- _Input material_:

^^^^^^^^

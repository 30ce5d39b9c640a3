//! MIDI message types and byte stream tokenizer.

use log::{trace, warn};

/// Status nibble of Note Off.
pub const NOTE_OFF: u8 = 0x80;
/// Status nibble of Note On.
pub const NOTE_ON: u8 = 0x90;
/// Status nibble of Polyphonic Key Pressure.
pub const POLY_PRESSURE: u8 = 0xA0;
/// Status nibble of Control Change.
pub const CONTROL_CHANGE: u8 = 0xB0;
/// Status nibble of Program Change.
pub const PROGRAM_CHANGE: u8 = 0xC0;
/// Status nibble of Channel Pressure.
pub const CHANNEL_PRESSURE: u8 = 0xD0;
/// Status nibble of Pitch Bend.
pub const PITCH_BEND: u8 = 0xE0;
/// Start of exclusive.
pub const SYSEX_START: u8 = 0xF0;
/// End of exclusive.
pub const SYSEX_END: u8 = 0xF7;

/// Pitch bend centre value.
pub const PITCH_BEND_CENTER: u16 = 0x2000;

/// One decoded MIDI message.
#[derive(Clone, Debug, PartialEq, Eq)]
pub enum MidiEvent {
    /// Key released.
    NoteOff {
        /// Channel, 0..15.
        channel: u8,
        /// Note number.
        note: u8,
        /// Release velocity.
        velocity: u8,
    },
    /// Key pressed. Velocity 0 is treated as Note Off by the engine.
    NoteOn {
        /// Channel, 0..15.
        channel: u8,
        /// Note number.
        note: u8,
        /// Velocity.
        velocity: u8,
    },
    /// Polyphonic key pressure.
    PolyPressure {
        /// Channel, 0..15.
        channel: u8,
        /// Note number.
        note: u8,
        /// Pressure.
        pressure: u8,
    },
    /// Control Change.
    ControlChange {
        /// Channel, 0..15.
        channel: u8,
        /// Controller number.
        controller: u8,
        /// Value.
        value: u8,
    },
    /// Program Change.
    ProgramChange {
        /// Channel, 0..15.
        channel: u8,
        /// Program number.
        program: u8,
    },
    /// Channel pressure.
    ChannelPressure {
        /// Channel, 0..15.
        channel: u8,
        /// Pressure.
        pressure: u8,
    },
    /// Pitch bend.
    PitchBend {
        /// Channel, 0..15.
        channel: u8,
        /// 14-bit value, centre 0x2000.
        value: u16,
    },
    /// Complete System Exclusive message including F0 and F7.
    SysEx(Vec<u8>),
}

/// Length in bytes of a channel message with the given status byte, or 0
/// for anything that is not a channel message.
pub fn short_message_len(status: u8) -> usize {
    match status & 0xF0 {
        PROGRAM_CHANGE | CHANNEL_PRESSURE => 2,
        NOTE_OFF | NOTE_ON | POLY_PRESSURE | CONTROL_CHANGE | PITCH_BEND => 3,
        _ => 0,
    }
}

impl MidiEvent {
    /// Decode a channel message from its bytes. Missing data bytes read as 0.
    pub fn from_short(bytes: &[u8]) -> Option<MidiEvent> {
        let status = *bytes.first()?;
        let channel = status & 0x0F;
        let d1 = bytes.get(1).copied().unwrap_or(0) & 0x7F;
        let d2 = bytes.get(2).copied().unwrap_or(0) & 0x7F;
        let event = match status & 0xF0 {
            NOTE_OFF => MidiEvent::NoteOff {
                channel,
                note: d1,
                velocity: d2,
            },
            NOTE_ON => MidiEvent::NoteOn {
                channel,
                note: d1,
                velocity: d2,
            },
            POLY_PRESSURE => MidiEvent::PolyPressure {
                channel,
                note: d1,
                pressure: d2,
            },
            CONTROL_CHANGE => MidiEvent::ControlChange {
                channel,
                controller: d1,
                value: d2,
            },
            PROGRAM_CHANGE => MidiEvent::ProgramChange {
                channel,
                program: d1,
            },
            CHANNEL_PRESSURE => MidiEvent::ChannelPressure {
                channel,
                pressure: d1,
            },
            PITCH_BEND => MidiEvent::PitchBend {
                channel,
                value: (d2 as u16) << 7 | d1 as u16,
            },
            _ => return None,
        };
        Some(event)
    }

    /// Decode a packed short message: status in the low byte, then data 1
    /// and data 2.
    pub fn from_packed(msg: u32) -> Option<MidiEvent> {
        let bytes = msg.to_le_bytes();
        let len = short_message_len(bytes[0]);
        if len == 0 {
            return None;
        }
        MidiEvent::from_short(&bytes[..len])
    }

    /// Bytes on the wire, used for transfer time.
    pub fn wire_len(&self) -> usize {
        match self {
            MidiEvent::ProgramChange { .. } | MidiEvent::ChannelPressure { .. } => 2,
            MidiEvent::SysEx(bytes) => bytes.len(),
            _ => 3,
        }
    }

    /// Encode back to wire bytes.
    pub fn to_bytes(&self) -> Vec<u8> {
        match *self {
            MidiEvent::NoteOff {
                channel,
                note,
                velocity,
            } => vec![NOTE_OFF | channel, note, velocity],
            MidiEvent::NoteOn {
                channel,
                note,
                velocity,
            } => vec![NOTE_ON | channel, note, velocity],
            MidiEvent::PolyPressure {
                channel,
                note,
                pressure,
            } => vec![POLY_PRESSURE | channel, note, pressure],
            MidiEvent::ControlChange {
                channel,
                controller,
                value,
            } => vec![CONTROL_CHANGE | channel, controller, value],
            MidiEvent::ProgramChange { channel, program } => vec![PROGRAM_CHANGE | channel, program],
            MidiEvent::ChannelPressure { channel, pressure } => {
                vec![CHANNEL_PRESSURE | channel, pressure]
            }
            MidiEvent::PitchBend { channel, value } => vec![
                PITCH_BEND | channel,
                (value & 0x7F) as u8,
                ((value >> 7) & 0x7F) as u8,
            ],
            MidiEvent::SysEx(ref bytes) => bytes.clone(),
        }
    }
}

/// Control Change numbers the engine recognizes.
#[derive(Clone, Copy, Debug, PartialEq, Eq)]
pub enum Controller {
    /// 0x00
    BankSelectMsb,
    /// 0x01
    Modulation,
    /// 0x02
    Breath,
    /// 0x04
    Foot,
    /// 0x05
    PortamentoTime,
    /// 0x06
    DataEntryMsb,
    /// 0x07
    Volume,
    /// 0x08
    Balance,
    /// 0x0A
    Pan,
    /// 0x0B
    Expression,
    /// 0x20
    BankSelectLsb,
    /// 0x26
    DataEntryLsb,
    /// 0x40
    Hold1,
    /// 0x41
    PortamentoOn,
    /// 0x42
    Sostenuto,
    /// 0x43
    SoftPedal,
    /// 0x45
    Hold2,
    /// 0x5B..=0x5F, effect depth 1..5.
    Effect(u8),
    /// 0x60
    DataIncrement,
    /// 0x61
    DataDecrement,
    /// 0x62
    NrpnLsb,
    /// 0x63
    NrpnMsb,
    /// 0x64
    RpnLsb,
    /// 0x65
    RpnMsb,
    /// 0x78
    AllSoundOff,
    /// 0x79
    ResetAllControllers,
    /// 0x7A
    LocalControl,
    /// 0x7B
    AllNotesOff,
    /// 0x7C
    OmniOff,
    /// 0x7D
    OmniOn,
    /// 0x7E
    MonoOn,
    /// 0x7F
    PolyOn,
}

impl Controller {
    /// Map a controller number.
    pub fn from_number(n: u8) -> Option<Controller> {
        use Controller::*;
        Some(match n {
            0x00 => BankSelectMsb,
            0x01 => Modulation,
            0x02 => Breath,
            0x04 => Foot,
            0x05 => PortamentoTime,
            0x06 => DataEntryMsb,
            0x07 => Volume,
            0x08 => Balance,
            0x0A => Pan,
            0x0B => Expression,
            0x20 => BankSelectLsb,
            0x26 => DataEntryLsb,
            0x40 => Hold1,
            0x41 => PortamentoOn,
            0x42 => Sostenuto,
            0x43 => SoftPedal,
            0x45 => Hold2,
            0x5B..=0x5F => Effect(n - 0x5B + 1),
            0x60 => DataIncrement,
            0x61 => DataDecrement,
            0x62 => NrpnLsb,
            0x63 => NrpnMsb,
            0x64 => RpnLsb,
            0x65 => RpnMsb,
            0x78 => AllSoundOff,
            0x79 => ResetAllControllers,
            0x7A => LocalControl,
            0x7B => AllNotesOff,
            0x7C => OmniOff,
            0x7D => OmniOn,
            0x7E => MonoOn,
            0x7F => PolyOn,
            _ => return None,
        })
    }
}

/// Default maximum SysEx length accepted by the stream parser.
pub const DEFAULT_SYSEX_LIMIT: usize = 8192;

/// Tokenizes a raw MIDI byte stream into [`MidiEvent`]s.
///
/// Handles running status, accumulates SysEx between F0 and F7, ignores
/// realtime bytes wherever they occur and drops system common messages.
#[derive(Debug)]
pub struct MidiStreamParser {
    running_status: Option<u8>,
    data: [u8; 2],
    data_len: usize,
    sysex: Option<Vec<u8>>,
    sysex_overflow: bool,
    sysex_limit: usize,
}

impl Default for MidiStreamParser {
    fn default() -> Self {
        Self::new(DEFAULT_SYSEX_LIMIT)
    }
}

impl MidiStreamParser {
    /// New parser accepting SysEx messages up to `sysex_limit` bytes.
    pub fn new(sysex_limit: usize) -> Self {
        Self {
            running_status: None,
            data: [0; 2],
            data_len: 0,
            sysex: None,
            sysex_overflow: false,
            sysex_limit,
        }
    }

    /// Feed one byte; returns a completed event if this byte finished one.
    pub fn push(&mut self, byte: u8) -> Option<MidiEvent> {
        if byte >= 0xF8 {
            trace!("MIDI: realtime {:#04x} ignored", byte);
            return None;
        }

        if let Some(buf) = self.sysex.as_mut() {
            if byte == SYSEX_END {
                let mut buf = self.sysex.take().unwrap_or_default();
                if self.sysex_overflow {
                    warn!("MIDI: sysex longer than {} bytes dropped", self.sysex_limit);
                    return None;
                }
                buf.push(SYSEX_END);
                return Some(MidiEvent::SysEx(buf));
            }
            if byte < 0x80 {
                if buf.len() < self.sysex_limit {
                    buf.push(byte);
                } else {
                    self.sysex_overflow = true;
                }
                return None;
            }
            // Any other status byte aborts the exclusive message.
            warn!("MIDI: sysex interrupted by status {:#04x}", byte);
            self.sysex = None;
        }

        if byte == SYSEX_START {
            self.sysex = Some(vec![SYSEX_START]);
            self.sysex_overflow = false;
            self.running_status = None;
            return None;
        }

        if byte >= 0x80 {
            self.data_len = 0;
            if short_message_len(byte) > 0 {
                self.running_status = Some(byte);
            } else {
                trace!("MIDI: system common {:#04x} dropped", byte);
                self.running_status = None;
            }
            return None;
        }

        let status = self.running_status?;
        self.data[self.data_len] = byte;
        self.data_len += 1;
        if self.data_len + 1 < short_message_len(status) {
            return None;
        }
        self.data_len = 0;
        let bytes = [status, self.data[0], self.data[1]];
        MidiEvent::from_short(&bytes[..short_message_len(status)])
    }

    /// Feed a slice, collecting every completed event.
    pub fn push_slice(&mut self, bytes: &[u8]) -> Vec<MidiEvent> {
        bytes.iter().filter_map(|&b| self.push(b)).collect()
    }
}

^^^^^^^^

- _What needs to be done_: Beginning with the first line of the listing above, print each line exactly until you have printed the line that contains "of Pitch Bend.".

- _Result_:
repository 30ce5d39b9c640a3
//! MIDI message types and byte stream tokenizer.

use log::{trace, warn};

/// Status nibble of Note Off.
pub const NOTE_OFF: u8 = 0x80;
/// Status nibble of Note On.
pub const NOTE_ON: u8 = 0x90;
/// Status nibble of Polyphonic Key Pressure.
pub const POLY_PRESSURE: u8 = 0xA0;
/// Status nibble of Control Change.
pub const CONTROL_CHANGE: u8 = 0xB0;
/// Status nibble of Program Change.
pub const PROGRAM_CHANGE: u8 = 0xC0;
/// Status nibble of Channel Pressure.
pub const CHANNEL_PRESSURE: u8 = 0xD0;
/// Status nibble of Pitch Bend.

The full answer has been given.